_THE TASK:_
Which lines in the records below include the word "mapped"? Report each of them in full.

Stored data
//! Region identities.
//!
//! Every embedded-region node carries an `editorId` attribute. Nodes are
//! created without one (typing a fence, paste, undo), so after every
//! transaction [`EditorIdPlugin`] appends one corrective transaction that
//! gives each region lacking a usable id a fresh one, in document order.
//!
//! An id is unusable when it is missing, when another region already
//! holds it, or when it was retired. An id is retired the moment it
//! disappears from the document and is never handed out again.

use crate::mapping::Mapping;
use crate::plugin::{Plugin, PluginState};
use crate::state::EditorState;
use crate::transaction::Transaction;
use crc32fast::Hasher;
use paper_model::Node;
use serde_json::Value;
use std::collections::{HashMap, HashSet};
use std::fmt;
use std::sync::Arc;
use tracing::{debug, warn};

/// Attribute holding a region's identity.
pub const EDITOR_ID_ATTR: &str = "editorId";

/// Transaction meta set on identity assignments; holds the counter value
/// after the assignment.
pub const EDITOR_ID_META: &str = "editorId$";

/// Identity of one editing client, used to tag the transactions it
/// produces so they are not echoed back to it.
#[derive(Debug, Clone, PartialEq, Eq, Hash)]
pub struct ClientId(String);

impl ClientId {
    pub fn new(id: impl Into<String>) -> Self {
        Self(id.into())
    }

    pub fn random() -> Self {
        Self(uuid::Uuid::new_v4().to_string())
    }

    pub fn as_str(&self) -> &str {
        &self.0
    }
}

impl fmt::Display for ClientId {
    fn fmt(&self, f: &mut fmt::Formatter<'_>) -> fmt::Result {
        f.write_str(&self.0)
    }
}

/// Produces `{seed}-{n}` identities.
///
/// The generator holds no counter; the counter lives in the plugin state so
/// that replaying the same transactions gives the same ids.
#[derive(Debug, Clone, PartialEq, Eq)]
pub struct IdGenerator {
    seed: String,
}

impl IdGenerator {
    /// A generator with a random seed (CRC32 of a v4 UUID).
    pub fn random() -> Self {
        let mut hasher = Hasher::new();
        hasher.update(uuid::Uuid::new_v4().as_bytes());
        Self {
            seed: format!("{:08x}", hasher.finalize()),
        }
    }

    pub fn from_seed(seed: impl Into<String>) -> Self {
        Self { seed: seed.into() }
    }

    pub fn seed(&self) -> &str {
        &self.seed
    }

    pub fn id(&self, n: u64) -> String {
        format!("{}-{}", self.seed, n)
    }
}

/// Identities seen so far.
#[derive(Debug, Clone, Default, PartialEq)]
pub struct IdentityLedger {
    next: u64,
    live: HashSet<String>,
    retired: HashSet<String>,
}

impl IdentityLedger {
    /// Last counter value handed out.
    pub fn next(&self) -> u64 {
        self.next
    }

    pub fn is_live(&self, id: &str) -> bool {
        self.live.contains(id)
    }

    pub fn is_retired(&self, id: &str) -> bool {
        self.retired.contains(id)
    }

    pub fn retired_count(&self) -> usize {
        self.retired.len()
    }

    fn is_taken(&self, id: &str) -> bool {
        self.is_live(id) || self.is_retired(id)
    }
}

/// Every region of `kind` in `doc` with its position and id, document order.
/// An empty id counts as missing.
pub fn regions(doc: &Node, kind: &str) -> Vec<(usize, Option<String>)> {
    let mut found = Vec::new();
    doc.descendants(|node: &Node, pos: usize, _: Option<&Node>, _: usize| {
        if node.type_name() == kind {
            let id = node
                .attr_str(EDITOR_ID_ATTR)
                .filter(|id| !id.is_empty())
                .map(str::to_string);
            found.push((pos, id));
            return false;
        }
        !node.is_textblock()
    });
    found
}

/// Position of the region holding `editor_id`.
pub fn find_region_by_id<'a>(doc: &'a Node, kind: &str, editor_id: &str) -> Option<(usize, &'a Node)> {
    let pos = regions(doc, kind)
        .into_iter()
        .find(|(_, id)| id.as_deref() == Some(editor_id))
        .map(|(pos, _)| pos)?;
    doc.node_at(pos).map(|node| (pos, node))
}

#[derive(Debug, Clone)]
pub struct EditorIdPlugin {
    key: String,
    kind: String,
    generator: IdGenerator,
}

impl EditorIdPlugin {
    pub fn new(kind: impl Into<String>, generator: IdGenerator) -> Self {
        let kind = kind.into();
        Self {
            key: format!("{EDITOR_ID_ATTR}:{kind}"),
            kind,
            generator,
        }
    }

    pub fn kind(&self) -> &str {
        &self.kind
    }

    /// Ledger of `state`, if this plugin is installed there.
    pub fn ledger<'a>(&self, state: &'a EditorState) -> Option<&'a IdentityLedger> {
        state.plugin_state::<IdentityLedger>(&self.key)
    }

    fn live_ids(&self, doc: &Node) -> HashSet<String> {
        regions(doc, &self.kind).into_iter().filter_map(|(_, id)| id).collect()
    }

    /// Positions of regions in `new` that need a fresh id.
    fn needing_ids(&self, trs: &[Transaction], old: &Node, new: &Node, ledger: &IdentityLedger) -> Vec<usize> {
        let found = regions(new, &self.kind);

        let mut holders: HashMap<&str, Vec<usize>> = HashMap::new();
        for (pos, id) in &found {
            if let Some(id) = id {
                holders.entry(id.as_str()).or_default().push(*pos);
            }
        }

        // Where each id sat before `trs`, mapped forward; the region found
        // there keeps the id when it is held twice.
        let mut mapping = Mapping::new();
        for tr in trs {
            mapping.append_mapping(tr.mapping());
        }
        let before: HashMap<String, usize> = regions(old, &self.kind)
            .into_iter()
            .filter_map(|(pos, id)| id.map(|id| (id, mapping.map(pos, 1))))
            .collect();

        let mut keepers: HashMap<&str, usize> = HashMap::new();
        for (id, positions) in &holders {
            let keeper = before
                .get(*id)
                .filter(|mapped| positions.contains(*mapped))
                .copied()
                .unwrap_or(positions[0]);
            keepers.insert(*id, keeper);
        }

        found
            .iter()
            .filter(|(pos, id)| match id {
                None => true,
                Some(id) => ledger.is_retired(id) || keepers.get(id.as_str()) != Some(pos),
            })
            .map(|(pos, _)| *pos)
            .collect()
    }
}

impl Plugin for EditorIdPlugin {
    fn key(&self) -> &str {
        &self.key
    }

    fn init_state(&self, state: &EditorState) -> Option<PluginState> {
        Some(Arc::new(IdentityLedger {
            next: 0,
            live: self.live_ids(state.doc()),
            retired: HashSet::new(),
        }))
    }

    fn apply_state(&self, tr: &Transaction, value: &PluginState, _old: &EditorState, new: &EditorState) -> PluginState {
        let Some(ledger) = value.downcast_ref::<IdentityLedger>() else {
            return value.clone();
        };
        if !tr.doc_changed() {
            return value.clone();
        }
        let live = self.live_ids(new.doc());
        let mut retired = ledger.retired.clone();
        retired.extend(ledger.live.difference(&live).cloned());
        let next = tr
            .meta::<u64>(EDITOR_ID_META)
            .copied()
            .unwrap_or(ledger.next)
            .max(ledger.next);
        Arc::new(IdentityLedger { next, live, retired })
    }

    fn append_transaction(&self, trs: &[Transaction], old: &EditorState, new: &EditorState) -> Option<Transaction> {
        let ledger = self.ledger(new)?;
        let positions = self.needing_ids(trs, old.doc(), new.doc(), ledger);
        if positions.is_empty() {
            return None;
        }

        let mut tr = new.tr();
        let mut next = ledger.next;
        let mut assigned = HashSet::new();
        for pos in positions {
            let id = loop {
                next += 1;
                let id = self.generator.id(next);
                if !ledger.is_taken(&id) && !assigned.contains(&id) {
                    break id;
                }
            };
            if let Err(error) = tr.set_node_attribute(pos, EDITOR_ID_ATTR, Value::String(id.clone())) {
                warn!(%error, pos, "could not assign region identity");
                return None;
            }
            debug!(kind = %self.kind, pos, id = %id, "assigned region identity");
            assigned.insert(id);
        }
        tr.set_meta(EDITOR_ID_META, next);
        Some(tr)
    }
}

#[cfg(test)]
mod tests {
    use super::*;
    use crate::state::StateConfig;
    use paper_model::{AttrSpec, NodeSpec, Schema, SchemaSpec, Slice};
    use serde_json::json;

    fn schema() -> Arc<Schema> {
        Schema::new(
            SchemaSpec::default()
                .node("doc", NodeSpec::new().content("block+"))
                .node("paragraph", NodeSpec::new().content("text*").group("block"))
                .node(
                    "code_block",
                    NodeSpec::new()
                        .content("text*")
                        .group("block")
                        .marks("")
                        .code()
                        .attr(EDITOR_ID_ATTR, AttrSpec::with_default(Value::Null)),
                )
                .node("text", NodeSpec::new()),
        )
        .unwrap()
    }

    fn state(doc: Option<Node>) -> EditorState {
        let schema = schema();
        let plugin = EditorIdPlugin::new("code_block", IdGenerator::from_seed("s"));
        let mut config = StateConfig::new(schema).with_plugins(vec![Arc::new(plugin)]);
        if let Some(doc) = doc {
            config = config.with_doc(doc);
        }
        EditorState::create(config).unwrap()
    }

    fn code(schema: &Schema, id: Option<&str>, text: &str) -> Node {
        let attrs = serde_json::from_value(json!({ EDITOR_ID_ATTR: id })).unwrap();
        let content = if text.is_empty() {
            vec![]
        } else {
            vec![schema.text(text, vec![]).unwrap()]
        };
        schema.node("code_block", Some(&attrs), content).unwrap()
    }

    fn ids(state: &EditorState) -> Vec<Option<String>> {
        regions(state.doc(), "code_block").into_iter().map(|(_, id)| id).collect()
    }

    #[test]
    fn test_generator() {
        let generator = IdGenerator::from_seed("abc");
        assert_eq!(generator.id(3), "abc-3");
        let random = IdGenerator::random();
        assert_eq!(random.seed().len(), 8);
        assert_ne!(ClientId::random(), ClientId::random());
    }

    #[test]
    fn test_assigns_missing_ids_in_document_order() {
        let s = state(None);
        let schema = s.schema().clone();
        let mut tr = s.tr();
        tr.insert(0, vec![code(&schema, None, "a"), code(&schema, None, "b")]).unwrap();
        let applied = s.apply_transaction(tr).unwrap();

        assert_eq!(applied.transactions.len(), 2);
        assert_eq!(ids(&applied.state), vec![Some("s-1".to_string()), Some("s-2".to_string())]);
    }

    #[test]
    fn test_retired_ids_are_not_reused() {
        let s = state(None);
        let schema = s.schema().clone();
        let mut tr = s.tr();
        tr.insert(0, vec![code(&schema, None, "a")]).unwrap();
        let s = s.apply(tr).unwrap();
        let size = s.doc().child(0).unwrap().node_size();
        let removed = s.doc().slice(0, size).unwrap();

        let mut tr = s.tr();
        tr.delete(0, size).unwrap();
        let s = s.apply(tr).unwrap();
        let plugin = EditorIdPlugin::new("code_block", IdGenerator::from_seed("s"));
        assert!(plugin.ledger(&s).unwrap().is_retired("s-1"));

        // Putting the same node back does not bring its id back.
        let mut tr = s.tr();
        tr.replace(0, 0, removed).unwrap();
        let s = s.apply(tr).unwrap();
        assert_eq!(ids(&s), vec![Some("s-2".to_string())]);
    }

    #[test]
    fn test_pasted_copy_gets_new_id() {
        let schema = schema();
        let doc = schema.node("doc", None, vec![code(&schema, Some("orig"), "x")]).unwrap();
        let s = state(Some(doc));
        let copy = Slice::closed(paper_model::Fragment::from_node(code(&schema, Some("orig"), "x")));

        let mut tr = s.tr();
        tr.replace(0, 0, copy).unwrap();
        let s = s.apply(tr).unwrap();
        // The original moved right and keeps its id.
        assert_eq!(ids(&s), vec![Some("s-1".to_string()), Some("orig".to_string())]);
    }

    #[test]
    fn test_nothing_to_assign() {
        let s = state(None);
        let mut tr = s.tr();
        tr.insert_text_at_selection("plain").unwrap();
        let applied = s.apply_transaction(tr).unwrap();
        assert_eq!(applied.transactions.len(), 1);
    }
}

_COMPLETED TASK:_
        // Where each id sat before `trs`, mapped forward; the region found
                .filter(|mapped| positions.contains(*mapped))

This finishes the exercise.